PATCHES OF GREY
By Roy L. Pickering, Jr.
M.U.D. House Books
Reviewed by Randall Radic
Roy Pickering is a writer who lives in New Jersey. Roy wrote a book called Patches of Grey. It’s a coming-of-age novel, which is set in the projects of New York City. Most, if not all, of the people who live in the projects occupy a zone known as below-poverty-level. They are on welfare, live in subsidized housing, own nothing, have nothing and hope for nothing. Their daily lives revolve around drugs, violence and survival.
Patches of Grey is the story of Tony Johnson, who is a high school senior. Tony is bright and ambitious, and Tony wants out. Tony recognizes that there’s a great big world out there. He can’t imagine what it’s like – not really – but he knows it’s there. He has his sights set on a college scholarship as his magic carpet to a new life. Then he meets a girl. She is white. Tony is black. Which means Tony’s status – the amount of melanin in his skin – becomes a focal point of tension. And racial tension exists because people, who differ in skin-color, exist.
Right away, the reader groans. Not another version of West Side Story steeped in the quandary of race relations and gangs and loss of innocence and heartache and teenage angst and blah, blah, blah.
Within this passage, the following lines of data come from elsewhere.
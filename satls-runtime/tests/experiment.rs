use satls_challenges::{satisfiability::Difficulty, Budget};
use satls_runtime::{
    experiment::{
        best_values_table, build_search_method, run_experiment, run_trial, trial_summary_csv,
    },
    instances::{GeneratedInstanceLoader, InstanceLoader},
};
use satls_structs::{
    config::{ExperimentConfig, InstanceConfig, SearchMethodConfig},
    core::RunData,
};

fn difficulty() -> Difficulty {
    Difficulty {
        num_variables: 40,
        clauses_to_variables_percent: 426,
    }
}

fn config(parallel: bool) -> ExperimentConfig {
    ExperimentConfig {
        instance: InstanceConfig::Generated {
            id: "uf40-test".to_string(),
            difficulty: difficulty(),
        },
        total_runs: 4,
        seeds: vec![123],
        seed_phrase: None,
        budget: Budget::evaluations(800),
        methods: vec![
            SearchMethodConfig::RandomWalk,
            SearchMethodConfig::IteratedLocalSearch {
                mutation_heuristic: 0,
                local_search_heuristic: 1,
                intensity_of_mutation: 2,
                depth_of_search: 1,
            },
            SearchMethodConfig::LocalSearch { heuristic: 2 },
        ],
        parallel,
    }
}

type Outcome = (usize, usize, u64, Option<u32>, Vec<u32>, Option<String>);

fn outcome(results: &[Vec<RunData>]) -> Vec<Outcome> {
    results
        .iter()
        .flatten()
        .map(|run| {
            (
                run.method_id,
                run.trial_id,
                run.seed,
                run.best_value,
                run.fitness_trace.clone(),
                run.best_solution.clone(),
            )
        })
        .collect()
}

#[test]
fn test_run_experiment_groups_by_method_and_trial() {
    let loader = GeneratedInstanceLoader::new(difficulty());
    let results = run_experiment(&config(false), &loader).unwrap();
    assert_eq!(results.len(), 3);
    let seeds = config(false).trial_seeds().unwrap();
    for (method_id, runs) in results.iter().enumerate() {
        assert_eq!(runs.len(), 4);
        for (trial_id, run) in runs.iter().enumerate() {
            assert_eq!(run.method_id, method_id);
            assert_eq!(run.trial_id, trial_id);
            assert_eq!(run.seed, seeds[trial_id]);
            assert_eq!(run.result.domain, "SAT");
            assert_eq!(run.result.instance_id, "uf40-test");
            assert_eq!(run.result.best_value, run.best_value);
            assert!(run.best_value <= run.fitness_trace.iter().min().copied());
            assert_eq!(run.best_solution.as_ref().map(|s| s.len()), Some(40));
        }
    }
    assert_eq!(results[0][0].method_name, "Random Walk");
    assert_eq!(results[1][0].method_name, "Iterated Local Search");
    assert_eq!(results[2][0].method_name, "Steepest Descent Hill Climbing");
}

#[test]
fn test_parallel_matches_sequential() {
    let loader = GeneratedInstanceLoader::new(difficulty());
    let sequential = run_experiment(&config(false), &loader).unwrap();
    let parallel = run_experiment(&config(true), &loader).unwrap();
    assert_eq!(outcome(&sequential), outcome(&parallel));
}

#[test]
fn test_run_trial_is_deterministic() {
    let instance = GeneratedInstanceLoader::new(difficulty())
        .load("uf40-test")
        .unwrap();
    let method = SearchMethodConfig::IteratedLocalSearch {
        mutation_heuristic: 0,
        local_search_heuristic: 2,
        intensity_of_mutation: 1,
        depth_of_search: 2,
    };
    let budget = Budget::evaluations(500);
    let a = run_trial(&instance, &budget, 0, &method, 0, 99).unwrap();
    let b = run_trial(&instance, &budget, 0, &method, 0, 99).unwrap();
    assert_eq!(a.fitness_trace, b.fitness_trace);
    assert_eq!(a.best_solution, b.best_solution);
    assert_eq!(a.result.nominal_time_budget, None);
}

#[test]
fn test_invalid_heuristic_id_is_a_config_error() {
    let err = build_search_method(&SearchMethodConfig::LocalSearch { heuristic: 7 })
        .err()
        .unwrap();
    assert_eq!(
        err.to_string(),
        "Invalid heuristic id '7'. Expected one of 0..3"
    );

    let mut config = config(false);
    config.methods.push(SearchMethodConfig::IteratedLocalSearch {
        mutation_heuristic: 3,
        local_search_heuristic: 1,
        intensity_of_mutation: 1,
        depth_of_search: 1,
    });
    let loader = GeneratedInstanceLoader::new(difficulty());
    assert!(run_experiment(&config, &loader).is_err());
}

#[test]
fn test_report_formatting() {
    let loader = GeneratedInstanceLoader::new(difficulty());
    let mut config = config(false);
    config.total_runs = 2;
    let results = run_experiment(&config, &loader).unwrap();

    let table = best_values_table(&results);
    let lines: Vec<&str> = table.lines().collect();
    assert_eq!(
        lines[0],
        "TrialId\tRandom Walk\tIterated Local Search\tSteepest Descent Hill Climbing"
    );
    assert_eq!(lines.len(), 3);
    assert!(lines[1].starts_with("0\t"));
    assert_eq!(lines[2].split('\t').count(), 4);

    let csv = trial_summary_csv(&results[0]);
    let rows: Vec<&str> = csv.lines().collect();
    assert_eq!(
        rows[0],
        "seed,f_best,time_taken(seconds),time_taken(nominal seconds)"
    );
    assert_eq!(rows.len(), 3);
    assert!(rows[1].starts_with(&format!("{},", results[0][0].seed)));
}

#[test]
fn test_oversized_time_budget_is_rejected() {
    let mut config = config(true);
    config.budget = Budget::nominal_seconds(1e20).with_max_evaluations(10);
    assert!(config.validate().is_err());
    let loader = GeneratedInstanceLoader::new(difficulty());
    assert!(run_experiment(&config, &loader).is_err());

    // run_trial does not validate, so the oversized limit is treated as no time limit
    let instance = loader.load("uf40-test").unwrap();
    let run = run_trial(&instance, &config.budget, 0, &config.methods[1], 0, 5).unwrap();
    assert_eq!(run.result.nominal_time_budget, Some(1e20));
    assert!(!run.fitness_trace.is_empty());
}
Yawn. Been there, done that.
Actually, Roy Pickering pulls it off without sliding down the slippery slope into the miasma of the same old same old. He pulls it off because he’s one heck of a writer. His metaphors are wonderful, and far from cliché. And he moves from scene to scene smoothly and avoids making the reader feel like he’s being dragged along against his will. Pickering accomplishes this feat through restraint, unobtrusiveness, and delicacy of allusion. Which is a pretentious-literary-reviewer way of saying that the guy can really write.
Patches of Grey deftly immerses the reader in a world that, according to some, is black and white. Good and bad. Rich and poor. The haves and the have nots. Law-breakers and law-abiders. But in the end, the world isn’t that simple. Really, the world is made up of lots of grey patches – those areas where human beings compromise. Human beings compromise because they don’t know what else to do. And when compromise enters the picture, a sense of tarnish oozes across the panorama.
In Patches of Grey, many of the characters are tarnished. Tony’s father has black skin, but he’s a grey person. His bitterness and hatred of everything and everybody, especially of himself, make him grey. Janet, who is Tony’s white girlfriend, suffocates in cloudy thinking, which results in grey actions. She tries to please everyone and doesn’t please anyone, not even herself.
In the end, Tony steps out of the grey patches and walks into the light. Which means the conclusion of the story is far from cliché. In fact, it’s unpredictable. And this alone recommends the book – because in the end, Patches of Grey is about the cost of loss, the cost of being human, the human cost of life not turning out the way it should.
All that being said, the reviewer would make a suggestion to Roy Pickering, who has written an admirable novel in Patches of Grey. Roy should ramble on in his next book. Choose a meandering story of Roberto Bolano-like aspect, and let his tremendous talent seize control of him, rather than him trying to control his talent. For as Nicole Kidman told Tom Cruise in Days of Thunder – another coming-of-age-story – “control is an illusion.” And if/when that artistic surrender happens – to quote Led Zeppelin – “ramble on.” Let the words flow. And because Roy Pickering’s talent is astonishing and ignores every precedent, he doesn’t need to be bound by the constraints of a traditional novel. With his literary gift, he can jump out of that box and nurture his advantages. He can produce an epic novel as vast and as powerful as the tundra of Siberia.